_What to produce_:
Search the records below for the string "other" and report only the number of lines that contain it.

Exercise inputs section start

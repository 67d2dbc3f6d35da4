//! Shared utilities: decimal quantization and interval parsing.

pub mod decimal;
pub mod interval;

pub use decimal::{
    from_fixed_point, from_fixed_point_signed, quantize, quantize_decimal, quantize_fixed,
    quantize_size, quantize_str, round_down_to_lot, to_fixed_point,
};
pub use interval::{parse_interval_ms, Interval};
async fn resolve_market(ctx: &EngineContext, pair: &str) -> Result<MarketPair> {
    ctx.gateway()
        .find_market(pair)
        .await
        .during("find_market")?
        .ok_or_else(|| EngineError::MarketNotFound(pair.to_string()))
}

fn ensure_tradable_size(field: &str, size: Decimal, market: &MarketPair) -> Result<()> {
    if quantize_size(size, market.step_size).is_zero() {
        warn!(pair = %market.id, %size, step = %market.step_size, "Size below step");
        return Err(EngineError::Configuration(format!(
            "{field} {size} rounds to zero at step size {} on {}",
            market.step_size, market.id
        )));
    }
    Ok(())
}

fn ensure_tradable_quote(field: &str, amount: Decimal, market: &MarketPair) -> Result<()> {
    if truncate_to_decimals(amount, market.quote.decimals).is_zero() {
        warn!(pair = %market.id, %amount, decimals = market.quote.decimals, "Amount below quote precision");
        return Err(EngineError::Configuration(format!(
            "{field} {amount} truncates to zero at {} {} decimals on {}",
            market.quote.decimals, market.quote.symbol, market.id
        )));
    }
    Ok(())
}

#[cfg(test)]
mod tests {
    use super::*;
    use crate::clock::RecordingSleeper;
    use crate::config::{AmountType, DcaConfig, FundingArbConfig, GridConfig, TradingConfig};
    use crate::exchange::{MockGateway, SigningIdentity, Token};
    use crate::exchange::ExchangeGateway;
    use crate::utils::Interval;
    use rust_decimal_macros::dec;
    use std::sync::Arc;
    use std::time::Duration;
    use tokio_test::assert_ok;

    fn btc() -> MarketPair {
        MarketPair {
            id: "BTC/USDC".to_string(),
            base: Token::new("BTC", 8),
            quote: Token::new("USDC", 6),
            tick_size: dec!(0.1),
            step_size: dec!(0.0001),
            is_perp: false,
            external_id: "0xbtc".to_string(),
            reference_price: None,
        }
    }

    fn grid_bot(size_per_grid: Decimal) -> BotConfig {
        BotConfig {
            subaccount: "main".to_string(),
            strategy: StrategyConfig::Grid(GridConfig {
                pair: "BTC/USDC".to_string(),
                lower: dec!(60000),
                upper: dec!(70000),
                grids: 4,
                size_per_grid,
            }),
        }
    }

    fn dca_bot() -> BotConfig {
        BotConfig {
            subaccount: "main".to_string(),
            strategy: StrategyConfig::Dca(DcaConfig {
                pair: "BTC/USDC".to_string(),
                amount: dec!(10),
                interval: Interval::from_secs(3600),
                amount_type: AmountType::Quote,
            }),
        }
    }

    async fn setup() -> (MockGateway, Arc<RecordingSleeper>, EngineContext) {
        let gw = MockGateway::new("0xowner");
        gw.add_market(btc()).await;
        gw.add_subaccount("main", "0xsub").await;
        let sleeper = Arc::new(RecordingSleeper::new());
        let ctx = EngineContext::new(
            Arc::new(gw.clone()),
            SigningIdentity {
                address: "0xowner".to_string(),
            },
            TradingConfig::default(),
        )
        .with_sleeper(sleeper.clone());
        (gw, sleeper, ctx)
    }

    #[tokio::test]
    async fn test_unknown_subaccount_is_fatal() {
        let (_gw, _sleeper, ctx) = setup().await;
        let bot = BotConfig {
            subaccount: "other".to_string(),
            ..grid_bot(dec!(0.001))
        };
        let err = StrategyRunner::prepare(&bot, ctx).await.err().unwrap();
        assert!(matches!(err, EngineError::SubaccountNotFound(ref n) if n == "other"));
        assert!(err.is_fatal());
    }

    #[tokio::test]
    async fn test_unknown_market_is_fatal() {
        let (_gw, _sleeper, ctx) = setup().await;
        let mut bot = grid_bot(dec!(0.001));
        if let StrategyConfig::Grid(ref mut c) = bot.strategy {
            c.pair = "DOGE/USDC".to_string();
        }
        let err = StrategyRunner::prepare(&bot, ctx).await.err().unwrap();
        assert!(matches!(err, EngineError::MarketNotFound(_)));
    }

    #[tokio::test]
    async fn test_size_below_step_is_rejected_before_loop() {
        let (gw, _sleeper, ctx) = setup().await;
        let err = StrategyRunner::prepare(&grid_bot(dec!(0.00004)), ctx)
            .await
            .err()
            .unwrap();
        assert!(matches!(err, EngineError::Configuration(_)));
        assert!(gw.calls().await.is_empty());
    }

    #[tokio::test]
    async fn test_dca_amounts_that_round_to_zero_are_rejected() {
        let (gw, _sleeper, ctx) = setup().await;

        let below_step = BotConfig {
            subaccount: "main".to_string(),
            strategy: StrategyConfig::Dca(DcaConfig {
                pair: "BTC/USDC".to_string(),
                amount: dec!(0.00003),
                interval: Interval::from_secs(3600),
                amount_type: AmountType::Base,
            }),
        };
        let err = StrategyRunner::prepare(&below_step, ctx.clone()).await.err().unwrap();
        assert!(matches!(err, EngineError::Configuration(ref m) if m.contains("amount")));

        let below_quote_precision = BotConfig {
            subaccount: "main".to_string(),
            strategy: StrategyConfig::Dca(DcaConfig {
                pair: "BTC/USDC".to_string(),
                amount: dec!(0.0000004),
                interval: Interval::from_secs(3600),
                amount_type: AmountType::Quote,
            }),
        };
        let err = StrategyRunner::prepare(&below_quote_precision, ctx.clone()).await.err().unwrap();
        assert!(matches!(err, EngineError::Configuration(_)));
        assert!(gw.calls().await.is_empty());

        // exactly one step is fine
        let one_step = BotConfig {
            subaccount: "main".to_string(),
            strategy: StrategyConfig::Dca(DcaConfig {
                pair: "BTC/USDC".to_string(),
                amount: dec!(0.0001),
                interval: Interval::from_secs(3600),
                amount_type: AmountType::Base,
            }),
        };
        assert_ok!(StrategyRunner::prepare(&one_step, ctx).await);
    }

    #[tokio::test]
    async fn test_funding_arb_requires_perp_market() {
        let (gw, _sleeper, ctx) = setup().await;
        gw.add_market(MarketPair {
            id: "BTC-PERP".to_string(),
            ..btc()
        })
        .await;
        let bot = BotConfig {
            subaccount: "main".to_string(),
            strategy: StrategyConfig::FundingArb(FundingArbConfig {
                spot_pair: "BTC/USDC".to_string(),
                perp_pair: "BTC-PERP".to_string(),
                min_funding_rate: dec!(0.01),
                amount: dec!(1000),
            }),
        };
        let err = StrategyRunner::prepare(&bot, ctx).await.err().unwrap();
        assert!(matches!(err, EngineError::Configuration(ref m) if m.contains("perpetual")));
    }

    #[tokio::test]
    async fn test_failed_ticks_do_not_stop_the_loop() {
        let (gw, sleeper, ctx) = setup().await;
        gw.set_balance("0xsub", &Token::new("USDC", 6), dec!(100)).await.unwrap();
        gw.fail_next("place_market_order", 2).await;

        let mut runner = assert_ok!(StrategyRunner::prepare(&dca_bot(), ctx).await);
        gw.set_oracle_price("BTC", dec!(50000)).await.unwrap();

        let stats = runner.run_ticks(4).await.clone();
        assert_eq!(stats.ticks, 4);
        assert_eq!(stats.failed_ticks, 2);
        assert_eq!(stats.consecutive_failures, 0);
        assert_eq!(stats.orders_placed, 2);
        assert!(stats.last_error.unwrap().contains("place_market_order"));
        assert!(stats.last_tick_at.is_some());

        // one interval between consecutive ticks
        assert_eq!(sleeper.recorded(), vec![Duration::from_secs(3600); 3]);
        assert_eq!(gw.balance("0xsub", "USDC").await, 80_000_000);
    }

    #[tokio::test]
    async fn test_consecutive_failures_accumulate() {
        let (gw, _sleeper, ctx) = setup().await;
        gw.fail_next("open_spot_orders", 3).await;

        let mut runner = assert_ok!(StrategyRunner::prepare(&grid_bot(dec!(0.001)), ctx).await);
        let stats = runner.run_ticks(3).await;
        assert_eq!(stats.failed_ticks, 3);
        assert_eq!(stats.consecutive_failures, 3);
        assert_eq!(stats.orders_placed, 0);
    }

    #[tokio::test]
    async fn test_grid_bot_places_once_then_idles() {
        let (gw, _sleeper, ctx) = setup().await;
        gw.set_oracle_price("BTC", dec!(65000)).await.unwrap();
        // half the grid held as base keeps the ladder unskewed
        gw.set_balance("0xsub", &Token::new("BTC", 8), dec!(0.002)).await.unwrap();

        let mut runner = assert_ok!(StrategyRunner::prepare(&grid_bot(dec!(0.001)), ctx).await);
        let stats = runner.run_ticks(3).await;
        assert_eq!(stats.failed_ticks, 0);
        // 60000, 62500, 67500, 70000; 65000 sits on the price
        assert_eq!(stats.orders_placed, 4);
        assert_eq!(gw.open_spot_orders("0xsub", "BTC/USDC").await.unwrap().len(), 4);
    }
}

Exercise inputs section end

_Answer to this problem_:
2